Date Model Avg Tok/s TTFT
2026-04-06 ariaos-forge:latest 21.5 1192ms
2026-03-18 aya:8b 21 2071ms
2026-03-18 deepseek-r1:1.5b 41 1389ms
2026-03-18 phi3.5:3.8b 39.6 112ms
2026-03-18 llama3.1:8b 6.7 17649ms

Model A/B Comparison Results

April 2026

ariaos-forge:latest Winner vs qwen2.5-coder:7b

Head-to-head inference comparison on NVIDIA Jetson AGX Orin 64GB. The A/B Compare module evaluates response quality, latency, and token throughput side by side.

How A/B Compare Works

  • Send the same prompt to two models simultaneously
  • Measure tok/s, TTFT, and total generation time for each
  • Compare response quality with structured evaluation criteria
  • Track win rates over time with persistent history
  • Export results to CSV for further analysis

Benchmark Methodology

All benchmarks are run locally on PraetorianMind's Inference Bench module. The hardware platform is a NVIDIA Jetson AGX Orin 64GB running JetPack with CUDA acceleration.
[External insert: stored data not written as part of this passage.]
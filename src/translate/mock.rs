//! Scripted in-memory translator for tests.

use async_trait::async_trait;
use bytes::Bytes;
use std::sync::atomic::{AtomicUsize, Ordering};
use std::sync::Mutex;

use super::interface::{
    ApiKey, DocumentHandle, DocumentTranslator, JobState, JobStatus, SourceDocument, Usage,
};
use crate::error::AppError;

/// Hand-rolled [`DocumentTranslator`] with a scripted poll sequence.
///
/// - `submit` succeeds with a fixed handle unless an upload error is set.
/// - `query` pops the next scripted state, repeating the last one.
/// - `fetch` returns the configured bytes unless a download error is set.
/// - Every operation is counted.
pub struct MockTranslator {
    usage: Option<Usage>,
    upload_error: Option<String>,
    download_error: Option<String>,
    /// Reversed so the next state is `pop()`.
    states: Mutex<Vec<JobState>>,
    last_state: JobState,
    result: Bytes,
    /// `(filename, target_lang)` of every upload.
    submissions: Mutex<Vec<(String, String)>>,
    usage_calls: AtomicUsize,
    submit_calls: AtomicUsize,
    query_calls: AtomicUsize,
    fetch_calls: AtomicUsize,
}

impl MockTranslator {
    /// A translator whose jobs finish on the first poll.
    pub fn new() -> Self {
        Self::with_states(vec![JobState::new(JobStatus::Done)])
    }

    /// A translator that answers polls with `states` in order.
    pub fn with_states(mut states: Vec<JobState>) -> Self {
        assert!(!states.is_empty(), "sequence must have at least one state");
        let last = states[states.len() - 1].clone();
        states.reverse();
        Self {
            usage: Some(Usage { used: 0, limit: 500_000 }),
            upload_error: None,
            download_error: None,
            states: Mutex::new(states),
            last_state: last,
            result: Bytes::from_static(b"translated document"),
            submissions: Mutex::new(Vec::new()),
            usage_calls: AtomicUsize::new(0),
            submit_calls: AtomicUsize::new(0),
            query_calls: AtomicUsize::new(0),
            fetch_calls: AtomicUsize::new(0),
        }
    }

    /// Answer every poll with the same status.
    pub fn stuck(status: JobStatus) -> Self {
        Self::with_states(vec![JobState::new(status)])
    }

    pub fn with_usage(mut self, usage: Usage) -> Self {
        self.usage = Some(usage);
        self
    }

    /// Reject every key on `check_usage`.
    pub fn rejecting_keys(mut self) -> Self {
        self.usage = None;
        self
    }

    pub fn with_upload_error(mut self, message: impl Into<String>) -> Self {
        self.upload_error = Some(message.into());
        self
    }

    pub fn with_download_error(mut self, message: impl Into<String>) -> Self {
        self.download_error = Some(message.into());
        self
    }

    pub fn with_result(mut self, data: impl Into<Bytes>) -> Self {
        self.result = data.into();
        self
    }

    pub fn usage_calls(&self) -> usize {
        self.usage_calls.load(Ordering::SeqCst)
    }

    pub fn submit_calls(&self) -> usize {
        self.submit_calls.load(Ordering::SeqCst)
    }

    pub fn query_calls(&self) -> usize {
        self.query_calls.load(Ordering::SeqCst)
    }

    pub fn fetch_calls(&self) -> usize {
        self.fetch_calls.load(Ordering::SeqCst)
    }

    pub fn submissions(&self) -> Vec<(String, String)> {
        self.submissions
            .lock()
            .unwrap_or_else(|e| e.into_inner())
            .clone()
    }

    /// Calls of any kind.
    pub fn total_calls(&self) -> usize {
        self.usage_calls() + self.submit_calls() + self.query_calls() + self.fetch_calls()
    }

    fn next_state(&self) -> JobState {
        let mut states = self.states.lock().unwrap_or_else(|e| e.into_inner());
        states.pop().unwrap_or_else(|| self.last_state.clone())
    }
}

impl Default for MockTranslator {
    fn default() -> Self {
        Self::new()
    }
}

#[async_trait]
impl DocumentTranslator for MockTranslator {
    async fn check_usage(&self, _api_key: &ApiKey) -> Result<Usage, AppError> {
        self.usage_calls.fetch_add(1, Ordering::SeqCst);
        self.usage.ok_or(AppError::CredentialRejected)
    }

    async fn submit(
        &self,
        _api_key: &ApiKey,
        document: &SourceDocument,
        target_lang: &str,
    ) -> Result<DocumentHandle, AppError> {
        self.submit_calls.fetch_add(1, Ordering::SeqCst);
        self.submissions
            .lock()
            .unwrap_or_else(|e| e.into_inner())
            .push((document.filename.clone(), target_lang.to_string()));
        if let Some(err) = &self.upload_error {
            return Err(AppError::UploadRejected(err.clone()));
        }
        Ok(DocumentHandle {
            document_id: "MOCK-DOC".to_string(),
            document_key: "MOCK-KEY".to_string(),
        })
    }

    async fn query(&self, _api_key: &ApiKey, _handle: &DocumentHandle) -> Result<JobState, AppError> {
        self.query_calls.fetch_add(1, Ordering::SeqCst);
        Ok(self.next_state())
    }

    async fn fetch(&self, _api_key: &ApiKey, _handle: &DocumentHandle) -> Result<Bytes, AppError> {
        self.fetch_calls.fetch_add(1, Ordering::SeqCst);
        if let Some(err) = &self.download_error {
            return Err(AppError::DownloadRejected(err.clone()));
        }
        Ok(self.result.clone())
    }
}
Each benchmark run captures:

  • Average Tokens per Second (tok/s) — sustained generation throughput
  • Time to First Token (TTFT) — latency from prompt submission to first token
  • CUDA Memory Bandwidth — GPU memory utilization during inference
  • Efficiency Score — composite metric of throughput vs. model size

Results are stored in PraetorianMind's local database and can be exported as CSV. No data leaves the device.